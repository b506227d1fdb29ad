//! Shared fixtures for the `dagrun` integration tests.
//!
//! - [`builders`]: registries of scripted tasks over `serde_json::Value`.
//! - [`fake_work`]: the scripted work functions themselves.
//! - [`recorder`]: the dispatch log every fixture writes to.

pub mod builders;
pub mod fake_work;
pub mod recorder;

use std::future::Future;
use std::sync::Once;
use std::time::Duration;

use tracing_subscriber::{EnvFilter, fmt};

/// Engine events worth seeing when a test fails; everything else at `warn`.
const DEFAULT_TEST_FILTER: &str = "warn,dagrun=debug";

/// Upper bound for a single run in tests. Runs that stall are bugs.
pub const RUN_TIMEOUT: Duration = Duration::from_secs(5);

static INIT: Once = Once::new();

/// Install a per-test tracing subscriber once per test binary.
///
/// Output goes through the test writer, so it only shows for failing tests
/// (or with `--nocapture`). `RUST_LOG` overrides the default filter.
pub fn init_tracing() {
    INIT.call_once(|| {
        let filter = EnvFilter::try_from_default_env()
            .unwrap_or_else(|_| EnvFilter::new(DEFAULT_TEST_FILTER));

        fmt()
            .with_env_filter(filter)
            .with_test_writer()
            .with_target(false)
            .init();
    });
}

/// Await `f`, failing the test if it takes longer than [`RUN_TIMEOUT`].
pub async fn with_timeout<F, T>(f: F) -> T
where
    F: Future<Output = T>,
{
    tokio::time::timeout(RUN_TIMEOUT, f)
        .await
        .unwrap_or_else(|_| panic!("run did not finish within {RUN_TIMEOUT:?}"))
}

#####

EXERCISE REQUIREMENTS
In the entries above, find each line that has the word "tests". Copy it.

TASK RESPONSE
//! Shared fixtures for the `dagrun` integration tests.
/// Upper bound for a single run in tests. Runs that stall are bugs.
/// Output goes through the test writer, so it only shows for failing tests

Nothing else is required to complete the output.